Via IO9, a link to a Moviehole interview in which Robert Downey, Jr. trashes DC and The Dark Knight:

My whole thing is that that I saw ‘The Dark Knight’. I feel like I’m dumb because I feel like I don’t get how many things that are so smart. It’s like a Ferrari engine of storytelling and script writing and I’m like, ‘That’s not my idea of what I want to see in a movie.’ I loved ‘The Prestige’ but didn’t understand ‘The Dark Knight’. Didn’t get it, still can’t tell you what happened in the movie, what happened to the character and in the end they need him to be a bad guy. I’m like, ‘I get it. This is so high brow and so f–king smart, I clearly need a college education to understand this movie.’ You know what? F-ck DC comics. That’s all I have to say and that’s where I’m really coming from.

Now first, it’s worth noting it sounds incredibly tongue-in-cheek.

But as I noted in IO9’s comments, I don’t think that makes it necessarily less true.

I noted just after seeing the movie that I hadn’t terrifically enjoyed it. I don’t think I actively disliked it, mind you, because I thought it had a lot of strengths and I thought I could see what it was going for, which I admired. Much of it had a very noir feel. Anyone who’s read my collection (as always, free here) probably picked up that I enjoy noir, as two of the stories are noir. I think the best thing Billy Faulkner ever wrote was The Big Sleep and that was because Chandler did it first, and Kiss Kiss Bang Bang is among my favorite movies.

The thing about The Dark Knight as noir was that Nolan nailed the atmosphere but not really the conflict, which caused the writing to suffer. I can quote The Big Sleep off the top of my head–

“I don’t like your manners.”
“And I’m not crazy about yours. I didn’t ask to see you. I don’t mind if you don’t like my manners, I don’t like them myself. They are pretty bad. I grieve over them on long winter evenings. I don’t mind your ritzing me drinking your lunch out of a bottle. But don’t waste your time trying to cross-examine me.”

But not so much The Dark Knight.

I think it was a little too dark, especially when Batman Begins had some nice, humorous touches (Morgan Freeman ftw [and: get well soon!]).

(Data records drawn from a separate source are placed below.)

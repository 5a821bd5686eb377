use serde::{Deserialize, Serialize};

#[derive(Debug, Serialize, Deserialize, Clone)]
#[serde(rename_all = "camelCase")]
pub struct RoomType {
    pub id: String,
    pub name: String,
    pub total_capacity: i32,
    pub base_price: f64,
    pub floor_price: f64,
    pub ceiling_price: f64,
    pub base_occupancy: i32,
    #[serde(default)]
    pub amenities: Vec<String>,
    /// Physical units this type spans, e.g. ["101", "102"].
    #[serde(default)]
    pub room_numbers: Vec<String>,
    pub extra_bed_charge: Option<f64>,
}

impl RoomType {
    /// floor <= base <= ceiling must hold for rate rules to clamp sensibly.
    pub fn has_valid_price_band(&self) -> bool {
        self.floor_price <= self.base_price && self.base_price <= self.ceiling_price
    }
}
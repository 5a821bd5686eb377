pub mod booking;
pub mod connection;
pub mod guest;
pub mod hotel;
pub mod notification;
pub mod rate_rules;
pub mod room_type;
pub mod settings;
use crate::domain::ports::{ImagePart, VisionService};
use crate::error::AppError;
use async_trait::async_trait;
use reqwest::Client;
use serde_json::{Value, json};
use std::time::Duration;
use tracing::{error, info, instrument, warn};

/// Tried in order until one answers; newer models first. There is no
/// per-model retry: a transient failure simply moves on to the next
/// candidate, and exhausting the list fails the request.
const MODEL_CANDIDATES: &[&str] = &["gemini-2.5-flash", "gemini-2.0-flash", "gemini-1.5-flash"];

pub struct GeminiVisionService {
    client: Client,
}

impl Default for GeminiVisionService {
    fn default() -> Self {
        Self::new()
    }
}

impl GeminiVisionService {
    pub fn new() -> Self {
        Self {
            client: Client::builder()
                .timeout(Duration::from_secs(30))
                .build()
                .unwrap_or_else(|_| Client::new()),
        }
    }

    async fn call_model(
        &self,
        model: &str,
        api_key: &str,
        payload: &Value,
    ) -> Result<String, AppError> {
        let url = format!(
            "https://generativelanguage.googleapis.com/v1beta/models/{}:generateContent",
            model
        );

        let response = self
            .client
            .post(&url)
            .header("x-goog-api-key", api_key)
            .header("Content-Type", "application/json")
            .json(payload)
            .send()
            .await
            .map_err(|e| AppError::Upstream(format!("AI network error: {}", e)))?;

        let status = response.status();
        if !status.is_success() {
            let text = response.text().await.unwrap_or_default();
            return Err(AppError::Upstream(format!("AI provider error: {} - {}", status, text)));
        }

        let body: Value = response.json().await.map_err(|e| {
            error!("Failed to parse model response JSON: {:?}", e);
            AppError::Upstream("AI response was not valid JSON".to_string())
        })?;
        extract_text(&body)
    }
}

fn extract_text(body: &Value) -> Result<String, AppError> {
    if let Some(candidates) = body.get("candidates").and_then(|c| c.as_array())
        && let Some(first) = candidates.first()
        && let Some(content) = first.get("content")
        && let Some(parts) = content.get("parts").and_then(|p| p.as_array())
        && let Some(text_part) = parts.first()
        && let Some(text) = text_part.get("text").and_then(|t| t.as_str())
    {
        return Ok(text.to_string());
    }
    error!("Unexpected response structure from model: {:?}", body);
    Err(AppError::Upstream("AI response missing content".to_string()))
}

/// Pulls the first balanced JSON object out of free-form model output. The
/// models wrap answers in prose or code fences more often than not.
pub fn first_json_object(text: &str) -> Option<Value> {
    let start = text.find('{')?;
    let mut depth = 0usize;
    let mut in_string = false;
    let mut escaped = false;
    for (offset, ch) in text[start..].char_indices() {
        if escaped {
            escaped = false;
            continue;
        }
        match ch {
            '\\' if in_string => escaped = true,
            '"' => in_string = !in_string,
            '{' if !in_string => depth += 1,
            '}' if !in_string => {
                depth -= 1;
                if depth == 0 {
                    let candidate = &text[start..start + offset + ch.len_utf8()];
                    return serde_json::from_str(candidate).ok();
                }
            }
            _ => {}
        }
    }
    None
}

#[async_trait]
impl VisionService for GeminiVisionService {
    #[instrument(skip(self, api_key, prompt, image), fields(prompt_len = prompt.len()))]
    async fn extract_json(
        &self,
        api_key: &str,
        prompt: &str,
        image: Option<&ImagePart>,
    ) -> Result<Value, AppError> {
        let mut parts = vec![json!({ "text": prompt })];
        if let Some(img) = image {
            parts.push(json!({
                "inline_data": {
                    "mime_type": img.mime_type,
                    "data": img.data_base64
                }
            }));
        }

        let payload = json!({
            "contents": [{ "parts": parts }],
            "generationConfig": {
                "temperature": 0.1,
                "maxOutputTokens": 2048
            }
        });

        let mut last_error = AppError::Upstream("No AI model candidates configured".to_string());
        for model in MODEL_CANDIDATES {
            match self.call_model(model, api_key, &payload).await {
                Ok(text) => {
                    info!("Model {} answered, extracting JSON", model);
                    match first_json_object(&text) {
                        Some(value) => return Ok(value),
                        None => {
                            warn!("Model {} returned no JSON object, trying next", model);
                            last_error = AppError::Upstream("AI response contained no JSON object".to_string());
                        }
                    }
                }
                Err(e) => {
                    warn!("Model {} failed: {}, trying next", model, e);
                    last_error = e;
                }
            }
        }
        Err(last_error)
    }
}
use crate::domain::{models::room_type::RoomType, ports::RoomTypeRepository};
use crate::error::AppError;
use async_trait::async_trait;
use sqlx::{FromRow, SqlitePool};

pub struct SqliteRoomTypeRepo {
    pool: SqlitePool,
}

impl SqliteRoomTypeRepo {
    pub fn new(pool: SqlitePool) -> Self {
        Self { pool }
    }
}

#[derive(FromRow)]
struct RoomTypeRow {
    id: String,
    name: String,
    total_capacity: i32,
    base_price: f64,
    floor_price: f64,
    ceiling_price: f64,
    base_occupancy: i32,
    amenities: String,
    room_numbers: String,
    extra_bed_charge: Option<f64>,
}

impl From<RoomTypeRow> for RoomType {
    fn from(row: RoomTypeRow) -> Self {
        RoomType {
            id: row.id,
            name: row.name,
            total_capacity: row.total_capacity,
            base_price: row.base_price,
            floor_price: row.floor_price,
            ceiling_price: row.ceiling_price,
            base_occupancy: row.base_occupancy,
            amenities: serde_json::from_str(&row.amenities).unwrap_or_default(),
            room_numbers: serde_json::from_str(&row.room_numbers).unwrap_or_default(),
            extra_bed_charge: row.extra_bed_charge,
        }
    }
}

#[async_trait]
impl RoomTypeRepository for SqliteRoomTypeRepo {
    async fn create(&self, room_type: &RoomType) -> Result<RoomType, AppError> {
        let row = sqlx::query_as::<_, RoomTypeRow>(
            "INSERT INTO room_types (id, name, total_capacity, base_price, floor_price, ceiling_price, base_occupancy, amenities, room_numbers, extra_bed_charge)
             VALUES (?, ?, ?, ?, ?, ?, ?, ?, ?, ?)
             RETURNING *",
        )
        .bind(&room_type.id)
        .bind(&room_type.name)
        .bind(room_type.total_capacity)
        .bind(room_type.base_price)
        .bind(room_type.floor_price)
        .bind(room_type.ceiling_price)
        .bind(room_type.base_occupancy)
        .bind(serde_json::to_string(&room_type.amenities).unwrap_or_else(|_| "[]".to_string()))
        .bind(serde_json::to_string(&room_type.room_numbers).unwrap_or_else(|_| "[]".to_string()))
        .bind(room_type.extra_bed_charge)
        .fetch_one(&self.pool)
        .await
        .map_err(AppError::Database)?;
        Ok(row.into())
    }

    async fn find_by_id(&self, id: &str) -> Result<Option<RoomType>, AppError> {
        let row = sqlx::query_as::<_, RoomTypeRow>("SELECT * FROM room_types WHERE id = ?")
            .bind(id)
            .fetch_optional(&self.pool)
            .await
            .map_err(AppError::Database)?;
        Ok(row.map(Into::into))
    }

    async fn list(&self) -> Result<Vec<RoomType>, AppError> {
        let rows = sqlx::query_as::<_, RoomTypeRow>("SELECT * FROM room_types ORDER BY base_price DESC")
            .fetch_all(&self.pool)
            .await
            .map_err(AppError::Database)?;
        Ok(rows.into_iter().map(Into::into).collect())
    }

    async fn update(&self, room_type: &RoomType) -> Result<RoomType, AppError> {
        let row = sqlx::query_as::<_, RoomTypeRow>(
            "UPDATE room_types SET name=?, total_capacity=?, base_price=?, floor_price=?, ceiling_price=?, base_occupancy=?, amenities=?, room_numbers=?, extra_bed_charge=?
             WHERE id=?
             RETURNING *",
        )
        .bind(&room_type.name)
        .bind(room_type.total_capacity)
        .bind(room_type.base_price)
        .bind(room_type.floor_price)
        .bind(room_type.ceiling_price)
        .bind(room_type.base_occupancy)
        .bind(serde_json::to_string(&room_type.amenities).unwrap_or_else(|_| "[]".to_string()))
        .bind(serde_json::to_string(&room_type.room_numbers).unwrap_or_else(|_| "[]".to_string()))
        .bind(room_type.extra_bed_charge)
        .bind(&room_type.id)
        .fetch_one(&self.pool)
        .await
        .map_err(AppError::Database)?;
        Ok(row.into())
    }

    async fn delete(&self, id: &str) -> Result<(), AppError> {
        let result = sqlx::query("DELETE FROM room_types WHERE id = ?")
            .bind(id)
            .execute(&self.pool)
            .await
            .map_err(AppError::Database)?;
        if result.rows_affected() == 0 {
            return Err(AppError::NotFound("Room type not found".into()));
        }
        Ok(())
    }
}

But I think my biggest problem was with the Joker. I’ve seen people cite the Joker, as a character, as the thematic counterpoint of Batman/Bruce Wayne, but he’s in fact not if solely because he has neither motivation nor backstory. The reason Bruce Wayne/Batman works is that we know how and why Bruce Wayne took up his cowl. We know his personal inciting incident (the death of his parents), and why he does what he does. We in addition know that he constantly wrestles with his own anger: witness the moment in Batman Begins when Wayne sneaks a revolver into the courtroom but then decides not to use it.

We know nothing of the sort about the Joker. Not where he came from, not why he does what he does. We don’t know why he paints his face. And most importantly, we don’t get any sense that he wrestles with his demons like Wayne does, or even that he has them. If we knew that he wrestled with them at some point and gave himself over to them in precisely the way Wayne refuses to, it might be effective. But we don’t.

“Agent of chaos” is one-dimensional characterization and lazy motivation at best and insulting at worst. At first I tried to view the Joker as a trickster-esque character, but he’s not that, either, because the trickster is amoral, beyond morals, lives by a slightly different moral compass than the rest of us but still has that moral compass. It’s why Jack Sparrow works so well. Total embodiment of the trickster archetype. And true, we don’t know his backstory, either, but we know his motivation, or, if we don’t, at least realize he has some.

Because of that lack of motivation, because it’s never clear what the Joker wants (he seems to start out wanting to kill the Batman, but it later turns out he feels the Batman “completes” him and seems to want to challenge Batman, which he never really does), the movie suffers. Especially in the final half-hour or so when every major character has an existential speech about the nature of good and evil and herodom so that they can telegraph to the audience everything the movie itself could not. The final half-hour of The Dark Knight may well be the most egregious example of telling over showing, lazy filmmaking, expository speech, and handing all your major characters philosophy theses as dialogue because you don’t trust what you’ve just made to stand on its own I have ever seen.

Oh, and after having seen Ledger’s performance, I still think Nolan missed a huge opportunity in not casting Christian Bale in triple roles as Bruce Wayne, Batman, and the Joker.